WORK TO COMPLETE: Every line of the data needs to be returned exactly.
####
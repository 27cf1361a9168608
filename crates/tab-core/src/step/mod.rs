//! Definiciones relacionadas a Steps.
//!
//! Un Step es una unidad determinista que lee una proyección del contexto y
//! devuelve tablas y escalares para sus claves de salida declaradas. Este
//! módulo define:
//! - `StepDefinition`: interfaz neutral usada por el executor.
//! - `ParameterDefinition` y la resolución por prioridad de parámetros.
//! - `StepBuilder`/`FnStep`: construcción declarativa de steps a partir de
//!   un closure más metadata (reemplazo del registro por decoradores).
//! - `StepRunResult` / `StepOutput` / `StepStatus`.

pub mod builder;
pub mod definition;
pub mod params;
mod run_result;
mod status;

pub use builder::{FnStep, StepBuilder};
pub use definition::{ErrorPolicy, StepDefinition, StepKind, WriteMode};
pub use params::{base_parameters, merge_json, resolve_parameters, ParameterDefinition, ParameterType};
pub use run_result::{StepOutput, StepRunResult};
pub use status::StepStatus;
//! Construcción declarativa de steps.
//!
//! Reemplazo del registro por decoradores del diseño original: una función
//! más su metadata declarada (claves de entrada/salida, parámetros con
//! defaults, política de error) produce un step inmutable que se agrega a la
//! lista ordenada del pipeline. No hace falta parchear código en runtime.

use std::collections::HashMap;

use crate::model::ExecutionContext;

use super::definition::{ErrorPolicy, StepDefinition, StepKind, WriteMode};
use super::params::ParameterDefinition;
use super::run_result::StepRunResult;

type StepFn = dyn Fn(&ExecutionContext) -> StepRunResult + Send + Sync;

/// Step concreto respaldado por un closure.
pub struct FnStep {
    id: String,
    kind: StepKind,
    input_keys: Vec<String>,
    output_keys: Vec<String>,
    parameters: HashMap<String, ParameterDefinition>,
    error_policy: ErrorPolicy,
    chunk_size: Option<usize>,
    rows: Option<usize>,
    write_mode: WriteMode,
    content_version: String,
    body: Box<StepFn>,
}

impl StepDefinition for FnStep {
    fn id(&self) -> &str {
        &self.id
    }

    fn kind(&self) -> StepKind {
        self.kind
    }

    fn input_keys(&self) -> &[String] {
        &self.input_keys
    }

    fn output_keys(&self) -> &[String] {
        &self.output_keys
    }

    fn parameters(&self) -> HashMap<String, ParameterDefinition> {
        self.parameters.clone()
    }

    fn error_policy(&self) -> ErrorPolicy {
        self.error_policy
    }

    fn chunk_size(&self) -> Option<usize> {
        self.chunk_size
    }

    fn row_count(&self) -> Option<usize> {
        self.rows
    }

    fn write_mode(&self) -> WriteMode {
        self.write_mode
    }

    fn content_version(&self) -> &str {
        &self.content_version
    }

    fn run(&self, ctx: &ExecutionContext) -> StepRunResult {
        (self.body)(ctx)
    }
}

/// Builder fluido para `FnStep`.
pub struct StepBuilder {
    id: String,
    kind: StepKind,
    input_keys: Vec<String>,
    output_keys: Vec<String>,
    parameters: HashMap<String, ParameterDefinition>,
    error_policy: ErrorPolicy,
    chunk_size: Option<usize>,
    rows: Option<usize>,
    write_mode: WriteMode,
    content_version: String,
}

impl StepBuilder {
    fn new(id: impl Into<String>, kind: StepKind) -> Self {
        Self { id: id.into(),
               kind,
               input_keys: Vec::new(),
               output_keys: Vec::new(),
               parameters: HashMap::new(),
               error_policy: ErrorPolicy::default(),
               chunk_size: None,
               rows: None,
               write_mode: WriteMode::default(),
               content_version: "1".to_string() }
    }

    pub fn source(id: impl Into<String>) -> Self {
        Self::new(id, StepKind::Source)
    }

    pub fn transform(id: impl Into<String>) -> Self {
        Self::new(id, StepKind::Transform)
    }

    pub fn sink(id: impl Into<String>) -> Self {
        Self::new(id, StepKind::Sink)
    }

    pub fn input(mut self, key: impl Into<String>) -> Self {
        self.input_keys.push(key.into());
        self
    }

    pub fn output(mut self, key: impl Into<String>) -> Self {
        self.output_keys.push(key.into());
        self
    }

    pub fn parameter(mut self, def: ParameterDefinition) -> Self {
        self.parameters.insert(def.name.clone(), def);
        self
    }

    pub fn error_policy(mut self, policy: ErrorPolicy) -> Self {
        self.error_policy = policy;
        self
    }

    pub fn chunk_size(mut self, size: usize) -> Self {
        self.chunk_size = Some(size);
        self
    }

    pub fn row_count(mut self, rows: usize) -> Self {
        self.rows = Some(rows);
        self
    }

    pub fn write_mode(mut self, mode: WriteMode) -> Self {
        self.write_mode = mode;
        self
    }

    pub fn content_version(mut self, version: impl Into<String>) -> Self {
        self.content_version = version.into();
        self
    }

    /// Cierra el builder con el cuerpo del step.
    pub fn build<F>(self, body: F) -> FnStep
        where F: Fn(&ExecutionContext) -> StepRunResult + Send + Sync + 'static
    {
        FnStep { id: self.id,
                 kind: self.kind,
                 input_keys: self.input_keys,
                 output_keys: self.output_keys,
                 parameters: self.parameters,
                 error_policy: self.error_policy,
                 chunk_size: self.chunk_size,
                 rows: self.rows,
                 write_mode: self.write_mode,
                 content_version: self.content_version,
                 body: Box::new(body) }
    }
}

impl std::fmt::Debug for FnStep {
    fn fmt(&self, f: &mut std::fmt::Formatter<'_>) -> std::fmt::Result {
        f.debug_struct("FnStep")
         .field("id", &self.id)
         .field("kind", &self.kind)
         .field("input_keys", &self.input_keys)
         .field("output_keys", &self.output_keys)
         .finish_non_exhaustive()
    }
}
####
ANSWER TO THE PROBLEM:
repository 27cf1361a9168608
filename crates/tab-core/src/step/mod.rs
//! Definiciones relacionadas a Steps.
//!
//! Un Step es una unidad determinista que lee una proyección del contexto y
//! devuelve tablas y escalares para sus claves de salida declaradas. Este
//! módulo define:
//! - `StepDefinition`: interfaz neutral usada por el executor.
//! - `ParameterDefinition` y la resolución por prioridad de parámetros.
//! - `StepBuilder`/`FnStep`: construcción declarativa de steps a partir de
//!   un closure más metadata (reemplazo del registro por decoradores).
//! - `StepRunResult` / `StepOutput` / `StepStatus`.

pub mod builder;
pub mod definition;
pub mod params;
mod run_result;
mod status;

pub use builder::{FnStep, StepBuilder};
pub use definition::{ErrorPolicy, StepDefinition, StepKind, WriteMode};
pub use params::{base_parameters, merge_json, resolve_parameters, ParameterDefinition, ParameterType};
pub use run_result::{StepOutput, StepRunResult};
pub use status::StepStatus;
//! Construcción declarativa de steps.
//!
//! Reemplazo del registro por decoradores del diseño original: una función
//! más su metadata declarada (claves de entrada/salida, parámetros con
//! defaults, política de error) produce un step inmutable que se agrega a la
//! lista ordenada del pipeline. No hace falta parchear código en runtime.

use std::collections::HashMap;

use crate::model::ExecutionContext;

use super::definition::{ErrorPolicy, StepDefinition, StepKind, WriteMode};
use super::params::ParameterDefinition;
use super::run_result::StepRunResult;

type StepFn = dyn Fn(&ExecutionContext) -> StepRunResult + Send + Sync;

/// Step concreto respaldado por un closure.
pub struct FnStep {
    id: String,
    kind: StepKind,
    input_keys: Vec<String>,
    output_keys: Vec<String>,
    parameters: HashMap<String, ParameterDefinition>,
    error_policy: ErrorPolicy,
    chunk_size: Option<usize>,
    rows: Option<usize>,
    write_mode: WriteMode,
    content_version: String,
    body: Box<StepFn>,
}

impl StepDefinition for FnStep {
    fn id(&self) -> &str {
        &self.id
    }

    fn kind(&self) -> StepKind {
        self.kind
    }

    fn input_keys(&self) -> &[String] {
        &self.input_keys
    }

    fn output_keys(&self) -> &[String] {
        &self.output_keys
    }

    fn parameters(&self) -> HashMap<String, ParameterDefinition> {
        self.parameters.clone()
    }

    fn error_policy(&self) -> ErrorPolicy {
        self.error_policy
    }

    fn chunk_size(&self) -> Option<usize> {
        self.chunk_size
    }

    fn row_count(&self) -> Option<usize> {
        self.rows
    }

    fn write_mode(&self) -> WriteMode {
        self.write_mode
    }

    fn content_version(&self) -> &str {
        &self.content_version
    }

    fn run(&self, ctx: &ExecutionContext) -> StepRunResult {
        (self.body)(ctx)
    }
}

/// Builder fluido para `FnStep`.
pub struct StepBuilder {
    id: String,
    kind: StepKind,
    input_keys: Vec<String>,
    output_keys: Vec<String>,
    parameters: HashMap<String, ParameterDefinition>,
    error_policy: ErrorPolicy,
    chunk_size: Option<usize>,
    rows: Option<usize>,
    write_mode: WriteMode,
    content_version: String,
}

impl StepBuilder {
    fn new(id: impl Into<String>, kind: StepKind) -> Self {
        Self { id: id.into(),
               kind,
               input_keys: Vec::new(),
               output_keys: Vec::new(),
               parameters: HashMap::new(),
               error_policy: ErrorPolicy::default(),
               chunk_size: None,
               rows: None,
               write_mode: WriteMode::default(),
               content_version: "1".to_string() }
    }

    pub fn source(id: impl Into<String>) -> Self {
        Self::new(id, StepKind::Source)
    }

    pub fn transform(id: impl Into<String>) -> Self {
        Self::new(id, StepKind::Transform)
    }

    pub fn sink(id: impl Into<String>) -> Self {
        Self::new(id, StepKind::Sink)
    }

    pub fn input(mut self, key: impl Into<String>) -> Self {
        self.input_keys.push(key.into());
        self
    }

    pub fn output(mut self, key: impl Into<String>) -> Self {
        self.output_keys.push(key.into());
        self
    }

    pub fn parameter(mut self, def: ParameterDefinition) -> Self {
        self.parameters.insert(def.name.clone(), def);
        self
    }

    pub fn error_policy(mut self, policy: ErrorPolicy) -> Self {
        self.error_policy = policy;
        self
    }

    pub fn chunk_size(mut self, size: usize) -> Self {
        self.chunk_size = Some(size);
        self
    }

    pub fn row_count(mut self, rows: usize) -> Self {
        self.rows = Some(rows);
        self
    }

    pub fn write_mode(mut self, mode: WriteMode) -> Self {
        self.write_mode = mode;
        self
    }

    pub fn content_version(mut self, version: impl Into<String>) -> Self {
        self.content_version = version.into();
        self
    }

    /// Cierra el builder con el cuerpo del step.
    pub fn build<F>(self, body: F) -> FnStep
        where F: Fn(&ExecutionContext) -> StepRunResult + Send + Sync + 'static
    {
        FnStep { id: self.id,
                 kind: self.kind,
                 input_keys: self.input_keys,
                 output_keys: self.output_keys,
                 parameters: self.parameters,
                 error_policy: self.error_policy,
                 chunk_size: self.chunk_size,
                 rows: self.rows,
                 write_mode: self.write_mode,
                 content_version: self.content_version,
                 body: Box::new(body) }
    }
}

impl std::fmt::Debug for FnStep {
    fn fmt(&self, f: &mut std::fmt::Formatter<'_>) -> std::fmt::Result {
        f.debug_struct("FnStep")
         .field("id", &self.id)
         .field("kind", &self.kind)
         .field("input_keys", &self.input_keys)
         .field("output_keys", &self.output_keys)
         .finish_non_exhaustive()
    }
}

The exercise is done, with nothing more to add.